OHBollox · 10/01/2009 17:59

The PFB thing is bullshit, I was in the mummy bubble and did some odd stuff when it came to my first child, but the one thing that never changed with the 2nd and 3rd was
a) expecting other people to parent their kids and get pissed off and say so if they didn't at mother & toddler groups etc.
b) if my child did anything unacceptable to correct them.

My worry is if other people are allowing their 1st, 2nd or 3rd child to go around biting, when they get to school they'll have the shit kicked out of them by doing it to a child who doesn't consider it a normal child stage.

BouncingTurtle · 10/01/2009 18:45

Kittywise - I didn't say we don't do daft things!
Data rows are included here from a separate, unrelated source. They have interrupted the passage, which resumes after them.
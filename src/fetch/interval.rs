use std::cmp::min;
use std::time::Duration;

pub const RETRY_INTERVAL_MIN: Duration = Duration::from_secs(1);
pub const RETRY_INTERVAL_MAX: Duration = Duration::from_secs(32);

/// Sleep interval policy of the refresh loop.
///
/// Successful exchanges sleep the configured refresh interval. Failures back
/// off exponentially from [`RETRY_INTERVAL_MIN`] up to [`RETRY_INTERVAL_MAX`];
/// a single success resets the backoff.
pub struct RefreshInterval {
    refresh: Duration,
    retry: Duration,
}

impl RefreshInterval {
    pub fn new(refresh: Duration) -> Self {
        Self {
            refresh,
            retry: RETRY_INTERVAL_MIN,
        }
    }

    /// Advances the interval state and returns how long to sleep before the
    /// next exchange.
    pub fn next(&mut self, success: bool) -> Duration {
        if success {
            self.retry = RETRY_INTERVAL_MIN;
            return self.refresh;
        }
        let current = self.retry;
        self.retry = min(self.retry * 2, RETRY_INTERVAL_MAX);
        current
    }
}
pub mod config;
pub mod enums;
pub mod compile;
pub mod ops;
use sha1::{Digest, Sha1};

/// Stable percent bucket of a payload: first four big-endian bytes of the
/// SHA-1 digest, mod 100. The bucketing must be reproducible across restarts
/// and client implementations, so a runtime-seeded hash is not an option here.
pub fn percent_bucket(payload: &str) -> u32 {
    let hash = Sha1::digest(payload);
    u32::from_be_bytes([hash[0], hash[1], hash[2], hash[3]]) % 100
}

#[cfg(test)]
mod utils_tests {
    use super::percent_bucket;

    #[test]
    fn bucket_is_stable() {
        let first = percent_bucket("foo");
        for _ in 0..10 {
            assert_eq!(percent_bucket("foo"), first);
        }
        assert!(first < 100);
    }
}
use std::collections::HashMap;
use std::sync::Mutex;

use chrono::Utc;

use crate::model::config::FlagUsage;

#[derive(Default, Clone, Copy)]
struct Counts {
    positive: u64,
    negative: u64,
}

/// Aggregates which flags and values were evaluated and with what outcome
/// distribution between two sync exchanges.
///
/// Incremented from evaluation call sites, drained by the sync task; the
/// counters are lock-guarded so concurrent increments are not lost.
#[derive(Default)]
pub struct StatsCollector {
    counters: Mutex<HashMap<String, Counts>>,
}

impl StatsCollector {
    /// Seeds zero-count usage for the declared defaults, so the server learns
    /// which flags and values are consulted even before first organic access.
    pub fn from_defaults<'a>(names: impl Iterator<Item = &'a String>) -> Self {
        Self {
            counters: Mutex::new(
                names
                    .map(|name| (name.clone(), Counts::default()))
                    .collect(),
            ),
        }
    }

    /// Records one observed outcome of a flag or value access.
    pub fn track(&self, name: &str, positive: bool) {
        let mut counters = self.counters.lock().unwrap();
        let counts = counters.entry(name.to_owned()).or_default();
        if positive {
            counts.positive += 1;
        } else {
            counts.negative += 1;
        }
    }

    /// Drains and resets the counters atomically, returning the snapshot to
    /// be sent on the next sync exchange.
    pub fn flush(&self) -> Vec<FlagUsage> {
        let drained = {
            let mut counters = self.counters.lock().unwrap();
            std::mem::take(&mut *counters)
        };
        let interval = Utc::now().timestamp();
        drained
            .into_iter()
            .map(|(name, counts)| FlagUsage {
                name,
                positive_count: counts.positive,
                negative_count: counts.negative,
                interval,
            })
            .collect()
    }
}

#[cfg(test)]
mod stats_tests {
    use super::*;

    #[test]
    fn flush_drains_and_resets() {
        let stats = StatsCollector::default();
        stats.track("TEST", true);
        stats.track("TEST", true);
        stats.track("TEST", false);
        stats.track("LIMIT", false);

        let mut usage = stats.flush();
        usage.sort_by(|a, b| a.name.cmp(&b.name));
        assert_eq!(usage.len(), 2);
        assert_eq!(usage[1].name, "TEST");
        assert_eq!(usage[1].positive_count, 2);
        assert_eq!(usage[1].negative_count, 1);
        assert_eq!(usage[0].name, "LIMIT");
        assert_eq!(usage[0].negative_count, 1);

        assert!(stats.flush().is_empty());
    }

    #[test]
    fn seeded_from_defaults() {
        let names = vec!["TEST".to_owned(), "LIMIT".to_owned()];
        let stats = StatsCollector::from_defaults(names.iter());

        let usage = stats.flush();
        assert_eq!(usage.len(), 2);
        assert!(usage
            .iter()
            .all(|u| u.positive_count == 0 && u.negative_count == 0));

        // Seeding is one-shot, the first flush drains it.
        assert!(stats.flush().is_empty());
    }
}
use crate::model::enums::{Operator, VariableType};
use crate::value::Value;
use serde::{Deserialize, Serialize};

/// Describes a context variable declared by the application.
///
/// Declared variables are reported to the server on preload so conditions can
/// be defined against them on the management side.
#[derive(Serialize, Deserialize, Debug, Clone)]
pub struct Variable {
    /// The name of the variable, used as the context key in checks.
    pub name: String,
    /// The type of the variable.
    #[serde(rename = "type")]
    pub variable_type: VariableType,
}

impl Variable {
    /// Creates a new [`Variable`] declaration.
    pub fn new(name: &str, variable_type: VariableType) -> Self {
        Self {
            name: name.to_owned(),
            variable_type,
        }
    }
}

/// One atomic comparison of a condition.
///
/// Any of the parts may be absent in a server reply; such a check always
/// evaluates to false.
#[derive(Deserialize, Debug, Clone)]
pub struct Check {
    /// The variable whose context value is compared.
    pub variable: Option<Variable>,
    /// The comparison operator.
    pub operator: Option<Operator>,
    /// The value the context value is compared to.
    pub value: Option<serde_json::Value>,
}

/// An AND-combination of checks. An empty check list evaluates to false.
#[derive(Deserialize, Debug, Clone)]
pub struct Condition {
    /// The checks of the condition, all of which must match.
    #[serde(default)]
    pub checks: Vec<Check>,
}

/// Describes a boolean feature flag.
#[derive(Deserialize, Debug, Clone)]
pub struct Flag {
    /// The unique name of the flag.
    pub name: String,
    /// The state the flag serves when it is overridden and a condition matches
    /// (or it has no conditions).
    pub enabled: bool,
    /// Whether the flag was overridden on the server. Non-overridden flags
    /// fall back to the build-time default.
    pub overridden: bool,
    /// The conditions of the flag, in a logical OR relation.
    #[serde(default)]
    pub conditions: Vec<Condition>,
}

/// Describes a typed feature value.
#[derive(Deserialize, Debug, Clone)]
pub struct ValueDefinition {
    /// The unique name of the value.
    pub name: String,
    /// Whether the override value is being served.
    pub enabled: bool,
    /// Whether the value was overridden on the server.
    pub overridden: bool,
    /// The value served when the value is disabled or no condition matches.
    pub value_default: Value,
    /// The value served when the value is enabled and a condition matches.
    pub value_override: Value,
    /// The conditions of the value, in a logical OR relation.
    #[serde(default)]
    pub conditions: Vec<Condition>,
}

/// Usage statistics of one flag or value, collected between sync exchanges.
#[derive(Serialize, Deserialize, Debug, Clone, PartialEq)]
pub struct FlagUsage {
    /// The name of the flag or value.
    pub name: String,
    /// How many times the positive outcome was served.
    pub positive_count: u64,
    /// How many times the negative (default) outcome was served.
    pub negative_count: u64,
    /// Unix timestamp of the start of the collection interval.
    pub interval: i64,
}

/// The request payload of the preload exchange.
#[derive(Serialize, Debug)]
pub struct PreloadFlagsRequest {
    /// The project the flags belong to.
    pub project: String,
    /// The declared context variables.
    pub variables: Vec<Variable>,
    /// The tracked flag names.
    pub flags: Vec<String>,
    /// The tracked value names.
    pub values: Vec<String>,
    /// The currently held state version.
    pub version: i64,
}

/// The request payload of the sync exchange.
#[derive(Serialize, Debug)]
pub struct SyncFlagsRequest {
    /// The project the flags belong to.
    pub project: String,
    /// The tracked flag names.
    pub flags: Vec<String>,
    /// The tracked value names.
    pub values: Vec<String>,
    /// The currently held state version.
    pub version: i64,
    /// Usage statistics collected since the previous exchange.
    pub flags_usage: Vec<FlagUsage>,
}

/// The reply payload shared by the preload and sync exchanges.
#[derive(Deserialize, Debug, Default)]
pub struct ExchangeReply {
    /// The server-assigned version of the returned definitions.
    pub version: i64,
    /// The current flag definitions.
    #[serde(default)]
    pub flags: Vec<Flag>,
    /// The current value definitions.
    #[serde(default)]
    pub values: Vec<ValueDefinition>,
}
What I said was that it wasn't helpful for people to say "oh she's being pfbish!"
And I also said that second and subsequent children weren't parented indifferently!
Which is what is implies by that other term used by people who bandy the term PFB about too much - NSC!!

ScottishMummy · 10/01/2009 19:03

the other concurrent biting threads have caused enough aggro without further provocative mixing

posting thread about thread just to get a reaction is tedious and trying too hard

Knakard · 11/01/2009 22:29

Sorry to reserect this thread but i have only just seen it (mother from the biter thread). So to all the people who say biting is not a "normal" stage. Just what should i do plenty of you have chirped in with your 2 pence worth but no one with some worth while bloody advice!

He gets told no removed then ignored at home or if im out with him (he has never actually bitten anyone other than me and dh whilst in my care) and he hasnt bitten with me for 2 months.

What the feck should i do when he is doing it at nursery WHEN IM NOT THERE! Take his toys away when he gets home? Put him on the naughty step?

kittywise · 12/01/2009 07:17

Don't worry knakard, it is normal.

If you feel that anyone blames the parent of the biter then they are obviously ignorant of basic child development. Anyone that ill informed should not carry any sway with you

purepurple · 12/01/2009 07:20

knakard, there is nothing you can do when you are not there. Please be assured that this IS just a phase and he will grow out of it. A cliche, I know but true! You will just have to rely on the nursery staff to deal with it. Good luck!